Records excerpted from a collection
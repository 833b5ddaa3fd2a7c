//! Incremental line assembly for controller replies.
//!
//! Replies arrive as arbitrary chunks from the transport. The accumulator
//! appends them to a bounded buffer and hands out the byte spans of complete
//! `\n`-terminated lines, one at a time, without copying them:
//!
//! ```text
//! buffer:  b"echo:busy\nok\npartial"
//!            ^         ^   ^
//!            0         |   cursor after two lines
//!                      first line ends here (exclusive of '\n')
//! ```
//!
//! Bytes behind the cursor have been handed out already. They stay in the
//! buffer until [`LineAccumulator::consume_through`] compacts them away.

use bytes::{Buf, Bytes, BytesMut};

use crate::error::{ProtocolError, ProtocolResult};

/// Default reply buffer capacity in bytes.
///
/// Enough for acknowledgments and short diagnostic chatter. Mesh dumps need
/// more; size the buffer from the grid dimensions for those.
pub const DEFAULT_REPLY_CAPACITY: usize = 1000;

/// The location of one complete line inside the accumulator buffer.
#[derive(Debug, Clone, Copy, PartialEq, Eq)]
pub struct LineSpan {
    /// Offset of the first byte of the line.
    pub start: usize,
    /// Offset of the terminating `\n` (the line content is `start..end`).
    pub end: usize,
}

impl LineSpan {
    /// Offset just past the terminating `\n`.
    pub fn next(&self) -> usize {
        self.end + 1
    }

    /// Length of the line content, without the `\n`.
    pub fn len(&self) -> usize {
        self.end - self.start
    }

    /// Whether the line has no content (two consecutive `\n`).
    pub fn is_empty(&self) -> bool {
        self.start == self.end
    }
}

/// A bounded byte buffer that discovers newline-terminated lines.
///
/// Invariant: `cursor <= len <= capacity`.
#[derive(Debug)]
pub struct LineAccumulator {
    /// Bytes received so far for the current exchange.
    buffer: BytesMut,
    /// Maximum number of bytes the buffer may hold.
    capacity: usize,
    /// Offset up to which lines have been handed out.
    cursor: usize,
}

impl LineAccumulator {
    /// Create an empty accumulator holding at most `capacity` bytes.
    pub fn new(capacity: usize) -> Self {
        LineAccumulator {
            buffer: BytesMut::with_capacity(capacity),
            capacity,
            cursor: 0,
        }
    }

    /// Maximum number of bytes the buffer may hold.
    pub fn capacity(&self) -> usize {
        self.capacity
    }

    /// Number of buffered bytes.
    pub fn len(&self) -> usize {
        self.buffer.len()
    }

    /// Whether the buffer holds no bytes.
    pub fn is_empty(&self) -> bool {
        self.buffer.is_empty()
    }

    /// Free space left before the capacity is reached.
    pub fn remaining(&self) -> usize {
        self.capacity - self.buffer.len()
    }

    /// Whether the buffer has reached its capacity.
    pub fn is_full(&self) -> bool {
        self.buffer.len() >= self.capacity
    }

    /// Offset up to which lines have been handed out.
    pub fn cursor(&self) -> usize {
        self.cursor
    }

    /// The buffered bytes, including lines already handed out.
    pub fn as_bytes(&self) -> &[u8] {
        &self.buffer
    }

    /// Append a received chunk.
    ///
    /// Fails with [`ProtocolError::Overflow`] without modifying the buffer if
    /// the chunk does not fit.
    pub fn feed(&mut self, chunk: &[u8]) -> ProtocolResult<()> {
        if chunk.len() > self.remaining() {
            return Err(ProtocolError::Overflow {
                capacity: self.capacity,
            });
        }
        self.buffer.extend_from_slice(chunk);
        Ok(())
    }

    /// Find the next complete line after the cursor and move the cursor past it.
    ///
    /// Returns `None` when the unscanned region holds no `\n` yet; feed more
    /// bytes and ask again.
    pub fn next_unscanned_line(&mut self) -> Option<LineSpan> {
        let pos = self.buffer[self.cursor..].iter().position(|&b| b == b'\n')?;
        let span = LineSpan {
            start: self.cursor,
            end: self.cursor + pos,
        };
        self.cursor = span.next();
        Some(span)
    }

    /// The raw content of a line, excluding its `\n` but including any `\r`.
    pub fn line(&self, span: LineSpan) -> &[u8] {
        &self.buffer[span.start..span.end]
    }

    /// Drop bytes `[0, end)` and shift the rest to the front of the buffer.
    pub fn consume_through(&mut self, end: usize) {
        let n = end.min(self.buffer.len());
        self.buffer.advance(n);
        self.cursor = self.cursor.saturating_sub(n);
    }

    /// Take bytes `[0, end)` out of the buffer as an immutable payload.
    pub fn split_through(&mut self, end: usize) -> Bytes {
        let n = end.min(self.buffer.len());
        let payload = self.buffer.split_to(n).freeze();
        self.cursor = self.cursor.saturating_sub(n);
        payload
    }

    /// Discard everything and rewind the cursor.
    pub fn clear(&mut self) {
        self.buffer.clear();
        self.cursor = 0;
    }
}

/// The part of a line that takes part in classification.
///
/// A `\r` right before the `\n` is not data-significant and is dropped here;
/// the buffer itself keeps it.
pub fn classification_view(line: &[u8]) -> &[u8] {
    line.strip_suffix(b"\r").unwrap_or(line)
}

WHAT TO PRODUCE: Return each line in the records that holds the string "remaining".

REPLY:
    pub fn remaining(&self) -> usize {
        if chunk.len() > self.remaining() {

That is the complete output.